3 Octobre 2016, 18:07pm

Publié par Hervé Villard

 
Les pouliches  de  Minkréo Birwe ont été   battues  par  la sélection du  Venezuela (2-1).  C’était  lors du  deuxième journée de  cette  compétition  mondiale  jouée  ce  3 octobre  2016
 
Le staff  technique de  l’équipe nationale  de  football féminin de  la catégorie U-17  a  désormais   la calculette en  main. Il attend  avec  impatience  les résultats du  match  qui  oppose   le  Canada  à  la sélection  allemande   pour savoir  si  les  bébés  lionnes  sont  définitivement éliminées de  la  compétition.  Bref,  sauf  miracle  ou  concours de  circonstance,  l’équipe  camerounaise est déjà éliminée. Car,  elle a  perdu  deux des trois matches de poule  qui  devaient  lui  permettre de  se qualifier pour le second tour.  Résultat de course,  l’équipe est d’office éliminée et  ne  jouera  contre  l’Allemagne que  pour l’honneur mercredi  prochain.
Pourtant après  la  défaite concédée  face  au Canada vendredi dernier (2-3), les poulains de Minkréo  Birwe  n’avaient  plus  droit à l’erreur. Ces  dernières devaient  arracher au moins  un  match  nul  pour espérer  une qualification  pour   le deuxième tour.   Ce  qu’elles  n’ont pas  pu  faire. Malgré  la  volonté  qui  les  animait,  ces  dernières  sont tombés sur une robuste équipe vénézuélienne bien  organisée au niveau de sa ligne  défensive.
Les Bébés Lionnes débutent pourtant mieux, mais la défenseuse Michèle Moumazim a la mauvaise idée de commettre une faute sur Deyna Castellanos aux abords de la surface la meilleure buteuse de la dernière coupe du monde  de  cette  catégorie. Son coup de canon ne laisse aucune chance à Carole Mimboe, trop éloignée de son poteau gauche (23’). Les Camerounaises passent le reste du temps à tenter de s’approcher du but vénézuélien, mais en vain. Seule Claudia Dabda y parvient dans les arrêts de jeu, mais son missile trouve la barre, et le tir d’Alice Djientieu au rebond est trop mou.
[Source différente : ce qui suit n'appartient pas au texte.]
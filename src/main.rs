//! Mock Enrollment API Service
//!
//! A mock HTTP API for enrollment front-ends. It serves fixture offers and
//! guardian/student records, stubs out login, and calls a chat service back a few
//! seconds after a session notification.
//!
//! ## Overview
//!
//! The service:
//! 1. Loads API key, chat URL and port from `.env` and the process environment
//! 2. Serves `POST /api/auth` publicly
//! 3. Serves `/api/v1/...` behind the `X-API-KEY` header
//! 4. Fires one delayed `POST {CHAT_URL}/{sessionId}` per notification

use anyhow::Result;
use tracing::info;
use tracing_subscriber::EnvFilter;

use mock_api::config::ENV_FILE_VAR;
use mock_api::{ApiServer, Config};

// ============================================================================
// MAIN APPLICATION ENTRY POINT
// ============================================================================

/// Main application entry point.
///
/// This function:
/// 1. Initializes logging and tracing
/// 2. Loads configuration (failing fast if anything required is missing)
/// 3. Starts the API server and runs it until Ctrl-C
#[tokio::main]
async fn main() -> Result<()> {
    tracing_subscriber::fmt()
        .with_env_filter(EnvFilter::try_from_default_env().unwrap_or_else(|_| EnvFilter::new("info")))
        .init();

    let args: Vec<String> = std::env::args().collect();

    if args.iter().any(|arg| arg == "--help" || arg == "-h") {
        println!("Mock Enrollment API");
        println!();
        println!("Usage: mock-api [OPTIONS]");
        println!();
        println!("Options:");
        println!("  --env-file <path>  Load settings from this file (must exist)");
        println!("  --help, -h         Show this help message");
        println!();
        println!("Environment variables:");
        println!("  API_KEY            Shared secret expected in X-API-KEY (required)");
        println!("  CHAT_URL           Base URL for session callbacks (required)");
        println!("  PORT               Listen port (required)");
        println!("  LISTEN_HOST        Listen address (default 0.0.0.0)");
        println!("  NOTIFY_DELAY_MS    Callback delay in milliseconds (default 5000)");
        println!("  NOTIFY_TIMEOUT_MS  Callback request timeout in milliseconds (default 10000)");
        println!("  {}  Settings file path (overridden by --env-file)", ENV_FILE_VAR);
        return Ok(());
    }

    if let Some(i) = args.iter().position(|arg| arg == "--env-file") {
        let path = args
            .get(i + 1)
            .ok_or_else(|| anyhow::anyhow!("--env-file requires a path"))?;
        std::env::set_var(ENV_FILE_VAR, path);
        info!("Using env file: {}", path);
    }

    info!("Starting Mock Enrollment API");

    let config = Config::load()?;
    info!("Configuration loaded successfully");

    let api_server = ApiServer::new(config)?;
    api_server.run().await?;

    Ok(())
}
//! Fixture Data Module
//!
//! Static records served by the API. Nothing here is stored or mutated; every
//! request gets fresh copies built from the constant tables below.

use serde::{Deserialize, Serialize, Serializer};

/// Path parameter value that forces a not-found response.
pub const NOT_FOUND_SENTINEL: &str = "404";

/// Masked e-mail returned by the login stub and the guardian record.
pub const MASKED_EMAIL: &str = "jo****e@hotmail.com";

// ============================================================================
// RECORD STRUCTURES
// ============================================================================

/// Name fields shared by guardians and students.
#[derive(Debug, Clone, PartialEq, Serialize, Deserialize)]
#[serde(rename_all = "camelCase")]
pub struct Person {
    /// First name (serialized as `name`)
    #[serde(rename = "name")]
    pub first_name: String,
    pub last_name: String,
}

/// Legal guardian of a student.
#[derive(Debug, Clone, PartialEq, Serialize, Deserialize)]
pub struct Guardian {
    #[serde(flatten)]
    pub person: Person,
    /// Tax document number (serialized as `document`)
    #[serde(rename = "document")]
    pub document_id: String,
    pub email: String,
}

/// Student enrolled under a guardian.
#[derive(Debug, Clone, PartialEq, Serialize, Deserialize)]
pub struct Student {
    #[serde(flatten)]
    pub person: Person,
    #[serde(rename = "birthDate")]
    pub birth_date: String,
    /// Registration number (serialized as `ra`)
    #[serde(rename = "ra")]
    pub registration_id: String,
}

/// Enrollment offer.
#[derive(Debug, Clone, PartialEq, Serialize, Deserialize)]
pub struct Offer {
    pub id: u32,
    pub name: String,
    #[serde(rename = "class")]
    pub class_name: String,
    /// Whole amounts are written without a fractional part (`32000`, not `32000.0`)
    #[serde(serialize_with = "serialize_price")]
    pub price: f64,
}

fn serialize_price<S: Serializer>(price: &f64, serializer: S) -> Result<S::Ok, S::Error> {
    if price.fract() == 0.0 && price.abs() < i64::MAX as f64 {
        serializer.serialize_i64(*price as i64)
    } else {
        serializer.serialize_f64(*price)
    }
}

// ============================================================================
// FIXTURE TABLES
// ============================================================================

// (id, name, class, price)
const OFFER_TABLE: [(u32, &str, &str, f64); 4] = [
    (1, "Oferta 1", "6o ano Manhã", 32000.00),
    (2, "Oferta 2", "6o ano Tarde", 36000.00),
    (3, "Oferta 2 10% Desc", "6o ano Tarde", 29000.00),
    (4, "Oferta 3", "6o ano Noite", 25000.00),
];

/// Returns the fixed offer list.
pub fn offers() -> Vec<Offer> {
    OFFER_TABLE
        .iter()
        .map(|&(id, name, class_name, price)| Offer {
            id,
            name: name.to_string(),
            class_name: class_name.to_string(),
            price,
        })
        .collect()
}

/// Returns the fixed guardian record.
pub fn guardian() -> Guardian {
    Guardian {
        person: Person {
            first_name: "John".to_string(),
            last_name: "Doe".to_string(),
        },
        document_id: "123.456.789-12".to_string(),
        email: MASKED_EMAIL.to_string(),
    }
}

/// Returns the fixed student record with its registration number set to `registration_id`.
pub fn student(registration_id: &str) -> Student {
    Student {
        person: Person {
            first_name: "James".to_string(),
            last_name: "Smith".to_string(),
        },
        birth_date: "20/01/2015".to_string(),
        registration_id: registration_id.to_string(),
    }
}

/// Whether a path parameter is the not-found sentinel.
pub fn is_not_found_sentinel(value: &str) -> bool {
    value == NOT_FOUND_SENTINEL
}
Les intentions africaines restent les mêmes au retour des vestiaires, et sur un corner mal dégagé, Evanick Touta tente sa chance sans contrôle, mais le ballon file au-dessus. Les Camerounaises ne s'avouent pas vaincues pendant tout le deuxième acte et pensent être récompensées de leurs efforts dans les arrêts de jeu lorsque la remplaçante Alexandra Takounda iscrit d'une talonnade en pleine course un bijou qu'elle imagine décisif (90'+3). Mais sur le coup d'envoi, Castellanos donne  l’avantage  au Venezuela .  Elle  réalise un lob du milieu de terrain, qui offre aux Sud-Américaines la victoire à la dernière seconde (90+4). Elles joueront leur qualification contre le Canada. Tandis que le Cameroun  affronte l'Allemagne est déjà éliminée.
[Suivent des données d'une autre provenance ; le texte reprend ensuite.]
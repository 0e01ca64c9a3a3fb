//! Configuration Management Module
//!
//! This module handles loading and validating configuration for the mock API service.
//! Values come from an optional dotenv-style file and the process environment, with
//! the environment taking precedence. Configuration is loaded once at startup and
//! handed to the API server; handlers never read the environment themselves.

use anyhow::Context;
use ::config::{Environment, File, FileFormat, Source};
use serde::{Deserialize, Serialize};

/// Environment variable naming the dotenv-style file to load.
pub const ENV_FILE_VAR: &str = "MOCK_API_ENV_FILE";

/// File loaded when no explicit path is given. It may be absent.
pub const DEFAULT_ENV_FILE: &str = ".env";

// ============================================================================
// CONFIGURATION STRUCTURES
// ============================================================================

/// Main configuration structure containing all service settings.
///
/// Keys from both sources are folded to lowercase, so `API_KEY` in the
/// environment or the env file populates `api_key`.
#[derive(Debug, Clone, Serialize, Deserialize)]
pub struct Config {
    /// Shared secret expected in the `X-API-KEY` header of protected routes
    pub api_key: String,
    /// Base URL of the chat service receiving deferred session callbacks
    pub chat_url: String,
    /// Port number to bind the API server to
    pub port: u16,
    /// Host address to bind the API server to
    #[serde(default = "default_listen_host")]
    pub listen_host: String,
    /// Delay before a scheduled session callback fires, in milliseconds
    #[serde(default = "default_notify_delay_ms")]
    pub notify_delay_ms: u64,
    /// Timeout applied to each session callback request, in milliseconds
    #[serde(default = "default_notify_timeout_ms")]
    pub notify_timeout_ms: u64,
}

fn default_listen_host() -> String {
    "0.0.0.0".to_string()
}

fn default_notify_delay_ms() -> u64 {
    5_000
}

fn default_notify_timeout_ms() -> u64 {
    10_000
}

// ============================================================================
// CONFIGURATION LOADING AND MANAGEMENT
// ============================================================================

impl Config {
    /// Validates the loaded values.
    ///
    /// # Returns
    ///
    /// - `Ok(())` - Configuration is usable
    /// - `Err(anyhow::Error)` - Blank API key, bad callback URL or bad listen address
    pub fn validate(&self) -> anyhow::Result<()> {
        if self.api_key.trim().is_empty() {
            anyhow::bail!("Configuration error: API_KEY must not be blank");
        }

        let chat_url = url::Url::parse(&self.chat_url)
            .with_context(|| format!("Configuration error: invalid CHAT_URL '{}'", self.chat_url))?;
        if !matches!(chat_url.scheme(), "http" | "https") {
            anyhow::bail!(
                "Configuration error: CHAT_URL must use http or https, got '{}'",
                chat_url.scheme()
            );
        }
        if chat_url.cannot_be_a_base() {
            anyhow::bail!("Configuration error: CHAT_URL '{}' cannot be used as a base URL", self.chat_url);
        }

        self.listen_addr()?;

        Ok(())
    }

    /// Resolves the socket address the server binds to.
    pub fn listen_addr(&self) -> anyhow::Result<std::net::SocketAddr> {
        format!("{}:{}", self.listen_host, self.port)
            .parse()
            .with_context(|| {
                format!(
                    "Configuration error: invalid listen address {}:{}",
                    self.listen_host, self.port
                )
            })
    }

    /// Loads configuration from the env file and the process environment.
    ///
    /// The env file path comes from `MOCK_API_ENV_FILE` when set, in which case the
    /// file must exist. Otherwise `.env` is read if present.
    ///
    /// # Returns
    ///
    /// - `Ok(Config)` - Successfully loaded and validated configuration
    /// - `Err(anyhow::Error)` - A source could not be read, a required key is missing,
    ///   or validation failed
    pub fn load() -> anyhow::Result<Self> {
        match std::env::var(ENV_FILE_VAR) {
            Ok(path) => Self::load_from(&path, true, Environment::default()),
            Err(_) => Self::load_from(DEFAULT_ENV_FILE, false, Environment::default()),
        }
    }

    /// Loads configuration from an explicit env file and environment source.
    ///
    /// # Arguments
    ///
    /// * `env_file` - Path of a `KEY=value` file
    /// * `required` - Whether a missing file is an error
    /// * `environment` - Environment source layered over the file
    pub fn load_from(env_file: &str, required: bool, environment: Environment) -> anyhow::Result<Self> {
        if required && !std::path::Path::new(env_file).exists() {
            anyhow::bail!("Configuration file '{}' not found", env_file);
        }

        // The INI source keeps keys as written; the environment source lowercases them.
        let file_values = ::config::Config::builder()
            .add_source(File::new(env_file, FileFormat::Ini).required(required))
            .build()
            .and_then(|file| file.collect())
            .with_context(|| format!("Failed to read configuration file '{}'", env_file))?;

        let mut builder = ::config::Config::builder();
        for (key, value) in file_values {
            builder = builder
                .set_default(key.to_lowercase(), value)
                .with_context(|| format!("Invalid key '{}' in '{}'", key, env_file))?;
        }

        let settings = builder
            .add_source(environment)
            .build()
            .context("Failed to read configuration from the environment")?;

        let config: Config = settings
            .try_deserialize()
            .context("Configuration error: missing or invalid API_KEY, CHAT_URL or PORT")?;
        config.validate()?;
        Ok(config)
    }
}

impl Default for Config {
    /// Creates a configuration suitable for local development and tests.
    fn default() -> Self {
        Self {
            api_key: "dev-api-key".to_string(),
            chat_url: "http://127.0.0.1:8081".to_string(),
            port: 8080,
            listen_host: default_listen_host(),
            notify_delay_ms: default_notify_delay_ms(),
            notify_timeout_ms: default_notify_timeout_ms(),
        }
    }
}
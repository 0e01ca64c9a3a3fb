//! Offer listing and guardian/student lookup handlers
//!
//! Both handlers take a document path parameter that is only compared against the
//! not-found sentinel. The offer list is the same for every document and the lookup
//! always returns the same guardian; only the student's `ra` echoes the parameter.

use serde::{Deserialize, Serialize};
use warp::{Rejection, Reply};

use super::generic::{ApiError, DataResponse};
use crate::fixtures::{self, Guardian, Offer, Student};

/// Payload of `GET /api/v1/offers/:doc`.
#[derive(Debug, Clone, Serialize, Deserialize)]
pub struct OffersData {
    pub offers: Vec<Offer>,
}

/// Payload of `GET /api/v1/:doc`.
#[derive(Debug, Clone, Serialize, Deserialize)]
pub struct EnrollmentData {
    pub student: Student,
    pub guardian: Guardian,
}

/// Handler for `GET /api/v1/offers/:doc`.
///
/// # Returns
///
/// * `Ok(warp::Reply)` - `{"data": {"offers": [...]}}`
/// * `Err(warp::Rejection)` - `doc` is the not-found sentinel
pub async fn get_offers_handler(doc: String) -> Result<impl Reply, Rejection> {
    if fixtures::is_not_found_sentinel(&doc) {
        return Err(warp::reject::custom(ApiError::NotFound));
    }

    Ok(warp::reply::json(&DataResponse {
        data: OffersData {
            offers: fixtures::offers(),
        },
    }))
}

/// Handler for `GET /api/v1/:doc`.
///
/// # Returns
///
/// * `Ok(warp::Reply)` - `{"data": {"student": {...}, "guardian": {...}}}`
/// * `Err(warp::Rejection)` - `doc` is the not-found sentinel
pub async fn get_enrollment_handler(doc: String) -> Result<impl Reply, Rejection> {
    if fixtures::is_not_found_sentinel(&doc) {
        return Err(warp::reject::custom(ApiError::NotFound));
    }

    Ok(warp::reply::json(&DataResponse {
        data: EnrollmentData {
            student: fixtures::student(&doc),
            guardian: fixtures::guardian(),
        },
    }))
}
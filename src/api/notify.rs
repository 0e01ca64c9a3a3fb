//! Session notification handler
//!
//! `POST /api/v1/` accepts a session id and hands it to the [`SessionNotifier`],
//! which calls the chat service later on its own task. The caller gets its 200
//! straight away and never learns how the callback went.

use serde::{Deserialize, Serialize};
use tracing::{debug, info};
use warp::http::StatusCode;
use warp::hyper::body::Bytes;
use warp::{Rejection, Reply};

use super::generic::ApiError;
use crate::notifier::SessionNotifier;

/// Notify request body.
#[derive(Debug, Clone, Serialize, Deserialize)]
#[serde(rename_all = "camelCase")]
pub struct NotifyRequest {
    /// Chat session to call back. Missing or `null` is treated as empty.
    #[serde(default)]
    pub session_id: Option<String>,
}

/// Handler for `POST /api/v1/`.
///
/// # Arguments
///
/// * `body` - Raw request body
/// * `notifier` - Scheduler for the deferred callback
///
/// # Returns
///
/// * `Ok(warp::Reply)` - Empty 200 once the callback is scheduled
/// * `Err(warp::Rejection)` - Body is not a valid `NotifyRequest`
pub async fn notify_handler(body: Bytes, notifier: SessionNotifier) -> Result<impl Reply, Rejection> {
    let request: NotifyRequest = serde_json::from_slice(&body).map_err(|e| {
        debug!("POST /api/v1/ - invalid body: {}", e);
        warp::reject::custom(ApiError::InvalidJson(e.to_string()))
    })?;

    let session_id = request.session_id.unwrap_or_default();
    info!(
        session_id = %session_id,
        delay_ms = notifier.delay().as_millis() as u64,
        "Accepted session notification"
    );
    // Detached: the handle is dropped and the task outlives this request.
    let _callback = notifier.schedule(session_id);

    Ok(StatusCode::OK)
}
 Après  avoir  gagné tous  ses matches de  préparation, l’équipe  camerounaise sort  prématurément de  cette  compétition sans  avoir  montré  de  beau  visage. On a découvert une  équipe sans  fond  de  jeu qui  joue  désordonné, avec  une  approximation au  niveau des  passes et  un  jeu décousu. Même  si l’équipe  est à  sa  première  participation, elle  devra   mieux  faire   face à  l’Allemagne  pour sauver   l’honneur. Pour une  première  participation, c’était  un  véritable  apprentissage. Dans  l’ensemble,  les Bébés lionnes  n’ont pas  été  ridicules. En deux  sorties, elles  ont  inscrit  trois buts et encaissé quatre.